LINKING LARGE DATA SETS
An important feature of large data sets is that they can often be linked so
as to increase information about a patient or an event. Data sets with Social
Security numbers on them can be linked to one another, and many data sets
have or easily could have Social Security numbers. Linkages can broaden
many kinds of research. The following are examples.
.
The Office of Research is linking Medicare files to the SEER registry
in an effort to increase information about what happens to patients who are
diagnosed with cancer (the registries contain information on stage and treatments).
This is a powerful way to enrich a smaller data base: although the SEER
data base is not small by most definitions, it is small compared to the
Medicare data base.
· Katherine Kahn, Robert Brook, Emmett Keeler, and others at The
RAND Corporation have been studying the impact of the Medicare Prospective
Payment System on quality of care.
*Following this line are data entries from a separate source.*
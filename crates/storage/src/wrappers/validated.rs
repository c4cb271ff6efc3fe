//! Schema validation before delegation.

use crate::core::{ItemIter, Storage};
use crate::error::StorageResult;
use crate::filter::{Filter, SearchFilter};
use crate::meta::{ItemSchema, StorageMeta};
use crate::types::{Edit, EditResult, Item, Page};

use super::precheck_edits;

/// Storage that validates inputs against schemas derived from the inner meta.
///
/// Creates and updates are checked against different schemas (generated
/// attributes are optional on create, keys are required on update). Search
/// filters and comparators must only reference searchable / sortable
/// attributes. Failures raise `StorageError::Validation` and never reach the
/// inner storage.
#[derive(Debug)]
pub struct SchemaValidatedStorage<S> {
    inner: S,
    create_schema: ItemSchema,
    update_schema: ItemSchema,
}

impl<S: Storage> SchemaValidatedStorage<S> {
    /// Wraps `inner`, deriving both schemas from its meta.
    pub fn new(inner: S) -> Self {
        let create_schema = inner.meta().create_schema();
        let update_schema = inner.meta().update_schema();
        Self {
            inner,
            create_schema,
            update_schema,
        }
    }

    /// Returns the wrapped storage.
    pub fn inner(&self) -> &S {
        &self.inner
    }

    fn check_edit(&self, edit: &Edit) -> StorageResult<()> {
        match edit {
            Edit::Create(item) => self.create_schema.validate(item)?,
            Edit::Update(item) => self.update_schema.validate(item)?,
            Edit::Destroy(_) => {}
        }
        Ok(())
    }
}

impl<S: Storage> Storage for SchemaValidatedStorage<S> {
    fn meta(&self) -> &StorageMeta {
        self.inner.meta()
    }

    fn create(&self, item: Item) -> StorageResult<String> {
        self.create_schema.validate(&item)?;
        self.inner.create(item)
    }

    fn read(&self, key: &str) -> StorageResult<Option<Item>> {
        self.inner.read(key)
    }

    fn read_all(&self, keys: &[String], error_on_missing: bool) -> StorageResult<Vec<Option<Item>>> {
        self.inner.read_all(keys, error_on_missing)
    }

    fn update(&self, item: Item) -> StorageResult<Item> {
        self.update_schema.validate(&item)?;
        self.inner.update(item)
    }

    fn destroy(&self, key: &str) -> StorageResult<bool> {
        self.inner.destroy(key)
    }

    fn search(&self, search: &SearchFilter) -> StorageResult<ItemIter<'_>> {
        search.validate(self.meta())?;
        self.inner.search(search)
    }

    fn count(&self, filter: &Filter) -> StorageResult<u64> {
        filter.validate(self.meta())?;
        self.inner.count(filter)
    }

    fn paged_search(
        &self,
        search: &SearchFilter,
        page_key: Option<&str>,
        limit: Option<usize>,
    ) -> StorageResult<Page> {
        search.validate(self.meta())?;
        self.inner.paged_search(search, page_key, limit)
    }

    /// Validates every edit first; an invalid edit rejects the whole batch
    /// with one result per edit.
    fn edit_all(&self, edits: Vec<Edit>) -> StorageResult<Vec<EditResult>> {
        if let Some(results) = precheck_edits(&edits, |edit| self.check_edit(edit)) {
            return Ok(results);
        }
        self.inner.edit_all(edits)
    }
}
//! Conversions between JSON items and DynamoDB items.

use serde_json::{Number, Value};

use super::client::{DynamoItem, DynamoValue, ScalarType};
use crate::meta::AttrType;
use crate::types::Item;

/// Converts a JSON value to an attribute value.
pub fn to_dynamo(value: &Value) -> DynamoValue {
    match value {
        Value::Null => DynamoValue::Null,
        Value::Bool(b) => DynamoValue::Bool(*b),
        Value::Number(n) => DynamoValue::N(n.to_string()),
        Value::String(s) => DynamoValue::S(s.clone()),
        Value::Array(values) => DynamoValue::L(values.iter().map(to_dynamo).collect()),
        Value::Object(map) => DynamoValue::M(
            map.iter()
                .map(|(k, v)| (k.clone(), to_dynamo(v)))
                .collect(),
        ),
    }
}

/// Converts an attribute value back to JSON.
///
/// Numbers that fit an `i64` come back as integers.
pub fn from_dynamo(value: &DynamoValue) -> Value {
    match value {
        DynamoValue::Null => Value::Null,
        DynamoValue::Bool(b) => Value::Bool(*b),
        DynamoValue::N(n) => parse_number(n).map(Value::Number).unwrap_or(Value::Null),
        DynamoValue::S(s) => Value::String(s.clone()),
        DynamoValue::L(values) => Value::Array(values.iter().map(from_dynamo).collect()),
        DynamoValue::M(map) => Value::Object(
            map.iter()
                .map(|(k, v)| (k.clone(), from_dynamo(v)))
                .collect(),
        ),
    }
}

fn parse_number(n: &str) -> Option<Number> {
    if let Ok(i) = n.parse::<i64>() {
        return Some(Number::from(i));
    }
    n.parse::<f64>().ok().and_then(Number::from_f64)
}

/// Converts an item for storage, omitting null attributes.
pub fn item_to_dynamo(item: &Item) -> DynamoItem {
    item.iter()
        .filter(|(_, v)| !v.is_null())
        .map(|(k, v)| (k.clone(), to_dynamo(v)))
        .collect()
}

/// Converts a stored item back to JSON.
pub fn item_from_dynamo(item: &DynamoItem) -> Item {
    item.iter()
        .map(|(k, v)| (k.clone(), from_dynamo(v)))
        .collect()
}

/// Returns the key scalar type for an attribute type, if it can be a key.
pub fn scalar_type(attr_type: AttrType) -> Option<ScalarType> {
    match attr_type {
        AttrType::String | AttrType::Datetime | AttrType::Uuid => Some(ScalarType::S),
        AttrType::Int | AttrType::Float => Some(ScalarType::N),
        AttrType::Bool | AttrType::Json => None,
    }
}

/// Returns true if `value` has the scalar type `scalar`.
pub fn is_scalar_of(value: &Value, scalar: ScalarType) -> bool {
    match scalar {
        ScalarType::S => value.is_string(),
        ScalarType::N => value.is_number(),
    }
}
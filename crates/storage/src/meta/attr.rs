//! Attribute descriptors.
//!
//! Attributes are plain data resolved once when a [`StorageMeta`] is built;
//! generic CRUD code looks them up by name rather than through any per-field
//! dispatch.
//!
//! [`StorageMeta`]: crate::meta::StorageMeta

use serde::{Deserialize, Serialize};
use serde_json::Value;

use crate::clock::{Clock, format_timestamp};
use crate::error::ValidationError;
use crate::types::value_kind;

/// The declared type of an attribute.
#[derive(Debug, Clone, Copy, PartialEq, Eq, Hash, Serialize, Deserialize)]
#[serde(rename_all = "snake_case")]
pub enum AttrType {
    /// UTF-8 string.
    String,
    /// 64-bit signed integer.
    Int,
    /// Floating point number.
    Float,
    /// Boolean.
    Bool,
    /// RFC 3339 timestamp stored as a string.
    Datetime,
    /// UUID stored as its hyphenated string form.
    Uuid,
    /// Arbitrary JSON (objects, arrays).
    Json,
}

impl AttrType {
    /// Returns the lower-case type name used in error messages.
    pub fn name(&self) -> &'static str {
        match self {
            AttrType::String => "string",
            AttrType::Int => "integer",
            AttrType::Float => "float",
            AttrType::Bool => "boolean",
            AttrType::Datetime => "datetime",
            AttrType::Uuid => "uuid",
            AttrType::Json => "json",
        }
    }
}

/// Value constraints for one attribute.
#[derive(Debug, Clone, PartialEq, Serialize, Deserialize)]
pub struct AttrSchema {
    /// The declared type.
    pub attr_type: AttrType,

    /// Maximum number of characters for string values.
    #[serde(default)]
    pub max_length: Option<usize>,

    /// Whether `null` (or absence) is acceptable.
    #[serde(default)]
    pub nullable: bool,
}

impl AttrSchema {
    /// Creates a non-nullable schema of the given type.
    pub fn new(attr_type: AttrType) -> Self {
        Self {
            attr_type,
            max_length: None,
            nullable: false,
        }
    }

    /// Checks one value against this schema.
    pub fn validate(&self, storage: &str, field: &str, value: &Value) -> Result<(), ValidationError> {
        let mismatch = || ValidationError::TypeMismatch {
            storage: storage.to_string(),
            field: field.to_string(),
            expected: self.attr_type.name().to_string(),
            actual: value_kind(value).to_string(),
        };

        if value.is_null() {
            return if self.nullable { Ok(()) } else { Err(mismatch()) };
        }

        let ok = match self.attr_type {
            AttrType::String => value.is_string(),
            AttrType::Int => value.is_i64() || value.is_u64(),
            AttrType::Float => value.is_number(),
            AttrType::Bool => value.is_boolean(),
            AttrType::Datetime => value
                .as_str()
                .is_some_and(|s| chrono::DateTime::parse_from_rfc3339(s).is_ok()),
            AttrType::Uuid => value
                .as_str()
                .is_some_and(|s| uuid::Uuid::parse_str(s).is_ok()),
            AttrType::Json => true,
        };
        if !ok {
            return Err(mismatch());
        }

        if let (Some(max_length), Some(s)) = (self.max_length, value.as_str()) {
            if s.chars().count() > max_length {
                return Err(ValidationError::TooLong {
                    storage: storage.to_string(),
                    field: field.to_string(),
                    max_length,
                });
            }
        }
        Ok(())
    }
}

/// A write-time value transform.
#[derive(Debug, Clone, PartialEq, Serialize, Deserialize)]
#[serde(tag = "kind", content = "value", rename_all = "snake_case")]
pub enum AttrGenerator {
    /// A random v4 UUID, only if the value is absent.
    Uuid,
    /// The current time, always overwriting.
    Timestamp,
    /// A fixed value, only if the value is absent.
    Default(Value),
    /// A value assigned by the backend (integer sequences).
    Sequence,
}

impl AttrGenerator {
    /// Applies the generator to `current`, returning the value to store.
    ///
    /// Returns `None` when the backend itself is responsible for the value.
    pub fn generate(&self, current: Option<&Value>, clock: &dyn Clock) -> Option<Value> {
        let present = current.filter(|v| !v.is_null());
        match self {
            AttrGenerator::Uuid => Some(
                present
                    .cloned()
                    .unwrap_or_else(|| Value::String(uuid::Uuid::new_v4().to_string())),
            ),
            AttrGenerator::Timestamp => Some(Value::String(format_timestamp(clock.now()))),
            AttrGenerator::Default(default) => {
                Some(present.cloned().unwrap_or_else(|| default.clone()))
            }
            AttrGenerator::Sequence => present.cloned(),
        }
    }
}

/// Metadata for one attribute of a storage.
#[derive(Debug, Clone, PartialEq, Serialize, Deserialize)]
pub struct Attr {
    /// Field name in items.
    pub name: String,

    /// Value constraints.
    pub schema: AttrSchema,

    /// May be supplied on create.
    #[serde(default = "default_true")]
    pub creatable: bool,

    /// May be supplied on update.
    #[serde(default = "default_true")]
    pub updatable: bool,

    /// Returned on read.
    #[serde(default = "default_true")]
    pub readable: bool,

    /// May be referenced by filters.
    #[serde(default = "default_true")]
    pub searchable: bool,

    /// May be referenced by comparators.
    #[serde(default = "default_true")]
    pub sortable: bool,

    /// Transform applied on create.
    #[serde(default)]
    pub create_generator: Option<AttrGenerator>,

    /// Transform applied on update.
    #[serde(default)]
    pub update_generator: Option<AttrGenerator>,
}

fn default_true() -> bool {
    true
}

impl Attr {
    /// Creates a fully accessible, non-nullable attribute.
    pub fn new(name: impl Into<String>, attr_type: AttrType) -> Self {
        Self {
            name: name.into(),
            schema: AttrSchema::new(attr_type),
            creatable: true,
            updatable: true,
            readable: true,
            searchable: true,
            sortable: true,
            create_generator: None,
            update_generator: None,
        }
    }

    /// Shorthand for a string attribute.
    pub fn string(name: impl Into<String>) -> Self {
        Self::new(name, AttrType::String)
    }

    /// Shorthand for an integer attribute.
    pub fn int(name: impl Into<String>) -> Self {
        Self::new(name, AttrType::Int)
    }

    /// Shorthand for a datetime attribute.
    pub fn datetime(name: impl Into<String>) -> Self {
        Self::new(name, AttrType::Datetime)
    }

    /// Bounds the length of string values.
    pub fn max_length(mut self, max_length: usize) -> Self {
        self.schema.max_length = Some(max_length);
        self
    }

    /// Allows the attribute to be null or absent.
    pub fn nullable(mut self) -> Self {
        self.schema.nullable = true;
        self
    }

    /// Sets the create-time generator.
    pub fn with_create_generator(mut self, generator: AttrGenerator) -> Self {
        self.create_generator = Some(generator);
        self
    }

    /// Sets the update-time generator.
    pub fn with_update_generator(mut self, generator: AttrGenerator) -> Self {
        self.update_generator = Some(generator);
        self
    }

    /// Prevents filters from referencing this attribute.
    pub fn not_searchable(mut self) -> Self {
        self.searchable = false;
        self
    }

    /// Prevents comparators from referencing this attribute.
    pub fn not_sortable(mut self) -> Self {
        self.sortable = false;
        self
    }

    /// Makes the attribute writable by the storage only.
    pub fn read_only(mut self) -> Self {
        self.creatable = false;
        self.updatable = false;
        self
    }

    /// Returns the declared type.
    pub fn attr_type(&self) -> AttrType {
        self.schema.attr_type
    }

    /// True for readable string attributes that free-text queries scan.
    ///
    /// Identifier-like names (ending in `id`) are excluded.
    pub fn is_text_searchable(&self) -> bool {
        self.readable
            && self.schema.attr_type == AttrType::String
            && !self.name.to_lowercase().ends_with("id")
    }
}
In that study, the Medicare claims data
base has been linked to individual cases selected at random from hospitals
in order to provide information on rehospitalization and mortality; this information
would otherwise be very expensive, perhaps even unobtainable.
In summary, the range of uses for large data sets is extraordinarily broad.
We should be careful not to limit our thinking to analyses of Medicare
hospital claims data, which are only a very thin slice of the pie.
LIMITATIONS OF LARGE DATA BASES
Large data sets have obvious and less obvious limitations.
DATA QUALITY
Many of the quality issues in large data sets will be familiar to any
investigator who has used such secondary data. One feature of secondary
data sets, however, requires special emphasis: unused data tend to be useless.
Unless the people who create a large data set make use of an item in a way
that provides feedback to those who collect it, the risk is very high that the
item will contain so much error as to be unusable. We have found this to be
true for items ranging from Social Security number to discharge destination.
Thus, careful coordination between creators of data sets and investigators
can be critical.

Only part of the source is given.